Category: Critical Care

Keywords: Sedation, propofol, dexmedetomidine, RASS (PubMed Search)

Posted: 7/8/2025 by Zachary Wynne, MD
Click here to contact Zachary Wynne, MD

The presence of an endotracheal tube by itself does not mandate sedation and many patients require no sedatives while intubated in the ICU. However, patients intubated in the emergency department usually require initial sedation while still paralyzed from RSI. Sedation can also help facilitate procedures and imaging in critically ill patients during initial management. 

Current literature has found increased mortality and length of ventilator requirement in oversedated ED patients. The target sedation level for the general population remains a goal RASS (Richmond Agitation-Sedation Scale) of 0 to -1. Society of Critical Care Medicine guidelines from early 2025 recommend dexmedetomidine over propofol as the preferred sedative for light sedation and reducing delirium risk in intubated critically ill patients. A recent trial re-examined other clinical outcomes between these two common sedative agents.

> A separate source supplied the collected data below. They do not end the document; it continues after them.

//! Asset metadata persistence.
//!
//! All functions take a `&PgPool` and operate on the `assets` table.

use chrono::{DateTime, Utc};
use sqlx::PgPool;
use uuid::Uuid;

use ambry_core::{AssetId, AssetRecord, ContentFingerprint, StorageKey, StoreError, Timestamp};

/// Insert a freshly uploaded asset record.
pub async fn insert(pool: &PgPool, record: &AssetRecord) -> Result<(), StoreError> {
    sqlx::query(
        "INSERT INTO assets (id, storage_key, filename, media_type, size_bytes,
         fingerprint, is_private, created_at, updated_at)
         VALUES ($1, $2, $3, $4, $5, $6, $7, $8, $9)",
    )
    .bind(record.id.as_uuid())
    .bind(record.storage_key.as_str())
    .bind(&record.filename)
    .bind(&record.media_type)
    .bind(size_for_db(record.size_bytes))
    .bind(record.fingerprint.to_string())
    .bind(record.is_private)
    .bind(*record.created_at.as_datetime())
    .bind(*record.updated_at.as_datetime())
    .execute(pool)
    .await
    .map_err(StoreError::backend)?;

    Ok(())
}

/// Persist the content-derived fields after a re-upload.
///
/// Size, fingerprint, media type, and updated-at change in one statement;
/// a reader of the row can never see a fingerprint paired with the wrong
/// size.
pub async fn update_content(pool: &PgPool, record: &AssetRecord) -> Result<bool, StoreError> {
    let result = sqlx::query(
        "UPDATE assets SET size_bytes = $2, fingerprint = $3, media_type = $4,
         updated_at = $5 WHERE id = $1",
    )
    .bind(record.id.as_uuid())
    .bind(size_for_db(record.size_bytes))
    .bind(record.fingerprint.to_string())
    .bind(&record.media_type)
    .bind(*record.updated_at.as_datetime())
    .execute(pool)
    .await
    .map_err(StoreError::backend)?;

    Ok(result.rows_affected() > 0)
}

/// Load every asset record, for boot-time hydration.
pub async fn load_all(pool: &PgPool) -> Result<Vec<AssetRecord>, StoreError> {
    let rows = sqlx::query_as::<_, AssetRow>(
        "SELECT id, storage_key, filename, media_type, size_bytes, fingerprint,
         is_private, created_at, updated_at
         FROM assets ORDER BY created_at",
    )
    .fetch_all(pool)
    .await
    .map_err(StoreError::backend)?;

    rows.into_iter().map(AssetRow::into_record).collect()
}

fn size_for_db(size: u64) -> i64 {
    i64::try_from(size).unwrap_or_else(|_| {
        tracing::error!(size_bytes = size, "asset size exceeds i64::MAX — clamping for storage");
        i64::MAX
    })
}

/// Internal row type for SQLx mapping.
#[derive(sqlx::FromRow)]
struct AssetRow {
    id: Uuid,
    storage_key: String,
    filename: String,
    media_type: String,
    size_bytes: i64,
    fingerprint: String,
    is_private: bool,
    created_at: DateTime<Utc>,
    updated_at: DateTime<Utc>,
}

impl AssetRow {
    /// A row with an unparseable fingerprint is corruption — it must fail
    /// loudly rather than hydrate a record whose validator is wrong.
    fn into_record(self) -> Result<AssetRecord, StoreError> {
        let fingerprint = ContentFingerprint::parse(&self.fingerprint).map_err(|e| {
            StoreError::Backend(format!("corrupt fingerprint for asset {}: {e}", self.id))
        })?;
        let size_bytes = u64::try_from(self.size_bytes).map_err(|_| {
            StoreError::Backend(format!("negative size for asset {}", self.id))
        })?;

        Ok(AssetRecord {
            id: AssetId(self.id),
            storage_key: StorageKey::from_raw(self.storage_key),
            filename: self.filename,
            media_type: self.media_type,
            size_bytes,
            fingerprint,
            is_private: self.is_private,
            created_at: Timestamp::from_utc(self.created_at),
            updated_at: Timestamp::from_utc(self.updated_at),
        })
    }
}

A2B Randomized Clinical Trial - JAMA 2025

Clinical Question: Does alpha 2 adrenergic receptor agonist sedation (dexmedetomidine or clonidine) reduce duration of mechanical ventilation in mechanically ventilated patients compared to a propofol based regimen (usual care)?

Where: 41 UK ICU’s from December 2018 to October 2023

Who: 1438 adults receiving mechanical ventilation for less than 48 hours, receiving propofol and opioid for sedation/analgesia, expected to require mechanical ventilation for greater than 48 hours

Intervention: protocol driven sedation to reach a RASS score of -2 to +1 (either dexmedetomidine, clonidine, or propofol). Of note, propofol could be added to achieve deeper sedation goal if deemed necessary by care team.

Outcomes:

  • No significant difference in time to extubation between dexmedetomidine vs. propofol (HR of 1.09, p=0.2) OR clonidine vs. propofol (HR of 1.05, p=0.34)
  • Higher rates of agitation in the dexmedetomidine group (HR of 1.54, CI 1.21-1.97) and clonidine group (HR of 1.55, CI 1.22-1.97) compared to propofol group
  • Mortality at 180 days similar between all groups
  • Severe bradycardia seen more frequently in dexmedetomidine and clonidine groups compared to propofol group although unclear if ongoing propofol administration had any effect on these groups
  • Subgroup analysis showed a weak interaction with age as a continuous variable showing reduced benefit on time to extubation with dexmedetomidine vs. propofol at later decades of life (i.e. dexmedetomidine showing potential benefit at younger ages)

Bottom Line:

While either dexmedetomidine or propofol, with appropriate use of opiates for pain management, are appropriate agents in non-paralyzed mechanically-ventilated patients, propofol may be a more appropriate choice in patients with greater agitation while boarding in the emergency department. However, close attention is needed to avoid the overly deep analgosedation associated with increased mortality. Maintain a goal RASS of 0 to -1 with frequent re-evaluation of your ICU boarders.